2. What author uses this sonnet form? a-b-a-b, c-d-c-d, e-f-e-f, g-g

A. Sidney
B. Shakespeare
C. Spenser
A & B

3. These are the last six lines of what kind of sonnet?

Yet be it less or more, or soon or slow,
It shall be still in strictest measure even
To that same lot, however mean or high,
Toward which Time leads me, and the will of Heaven.
All is, if I have grace to use it so,
As ever in my great Task-master's eye.

Italian
English
Spenserian
Curtal

4. GLORY be to God for dappled things—
For skies of couple-colour as a brinded cow;
For rose-moles all in stipple upon trout that swim;
Fresh-firecoal chestnut-falls; finches’ wings;
Landscape plotted and pieced—fold, fallow, and plough;
And áll trádes, their gear and tackle and trim.

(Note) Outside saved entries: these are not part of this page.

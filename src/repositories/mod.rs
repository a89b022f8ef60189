pub mod temporary_link;
pub mod user;

pub use temporary_link::{StoreError, TemporaryLinkRepository, TemporaryLinkStore};
pub use user::{UserRepository, UserStore};
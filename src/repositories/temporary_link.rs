use async_trait::async_trait;
use sqlx::PgPool;
use sqlx::types::Json;
use uuid::Uuid;

use crate::models::{LinkPurpose, NewTemporaryLink, TemporaryLink};

#[derive(Debug, thiserror::Error)]
pub enum StoreError {
    #[error("database error: {0}")]
    Database(#[from] sqlx::Error),

    /// 同一ユーザーに有効期限内のリンクが既に存在する
    #[error("an unexpired link is already outstanding for user {0}")]
    OutstandingLink(Uuid),
}

/// 一時リンクの永続化
#[async_trait]
pub trait TemporaryLinkStore: Send + Sync {
    /// リンクを保存
    ///
    /// 同一ユーザーの期限切れリンクは置き換える。
    /// 期限内のリンクが残っている場合は `StoreError::OutstandingLink`
    async fn create(&self, link: &NewTemporaryLink) -> Result<TemporaryLink, StoreError>;

    /// url と用途が一致するリンクを取り出して削除（一度きりの消費）
    ///
    /// # Note
    /// 有効期限の検証は呼び出し側で行う
    async fn consume(
        &self,
        url: &str,
        purpose: LinkPurpose,
    ) -> Result<Option<TemporaryLink>, StoreError>;

    /// 期限切れリンクを削除
    ///
    /// # Returns
    /// 削除された行数
    async fn delete_expired(&self) -> Result<u64, StoreError>;
}

#[derive(Clone)]
pub struct TemporaryLinkRepository {
    pool: PgPool,
}

impl TemporaryLinkRepository {
    pub fn new(pool: PgPool) -> Self {
        Self { pool }
    }
}

#[async_trait]
impl TemporaryLinkStore for TemporaryLinkRepository {
    async fn create(&self, link: &NewTemporaryLink) -> Result<TemporaryLink, StoreError> {
        let created = sqlx::query_as::<_, TemporaryLink>(
            r#"
            INSERT INTO temporary_links (id, url, purpose, expiration_time, email_info)
            VALUES ($1, $2, $3, $4, $5)
            ON CONFLICT (id) DO UPDATE
            SET url = EXCLUDED.url,
                purpose = EXCLUDED.purpose,
                expiration_time = EXCLUDED.expiration_time,
                email_info = EXCLUDED.email_info,
                created_at = NOW()
            WHERE temporary_links.expiration_time <= NOW()
            RETURNING id, url, purpose, expiration_time, email_info, created_at
            "#,
        )
        .bind(link.id)
        .bind(&link.url)
        .bind(link.purpose.as_str())
        .bind(link.expiration_time)
        .bind(Json(&link.email_info))
        .fetch_optional(&self.pool)
        .await?;

        created.ok_or(StoreError::OutstandingLink(link.id))
    }

    async fn consume(
        &self,
        url: &str,
        purpose: LinkPurpose,
    ) -> Result<Option<TemporaryLink>, StoreError> {
        let link = sqlx::query_as::<_, TemporaryLink>(
            r#"
            DELETE FROM temporary_links
            WHERE url = $1 AND purpose = $2
            RETURNING id, url, purpose, expiration_time, email_info, created_at
            "#,
        )
        .bind(url)
        .bind(purpose.as_str())
        .fetch_optional(&self.pool)
        .await?;

        Ok(link)
    }

    async fn delete_expired(&self) -> Result<u64, StoreError> {
        let result = sqlx::query(
            r#"
            DELETE FROM temporary_links
            WHERE expiration_time <= NOW()
            "#,
        )
        .execute(&self.pool)
        .await?;

        Ok(result.rows_affected())
    }
}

All things counter, original, spare, strange;
Whatever is fickle, freckled (who knows how?)
With swift, slow; sweet, sour; adazzle, dim;
He fathers-forth whose beauty is past change:
Praise him.

The above lines are

a curtal sonnet
part of an Italian sonnet
part of an English sonnet
part of a Spenserian sonnet

5. The poem below is what type of sonnet?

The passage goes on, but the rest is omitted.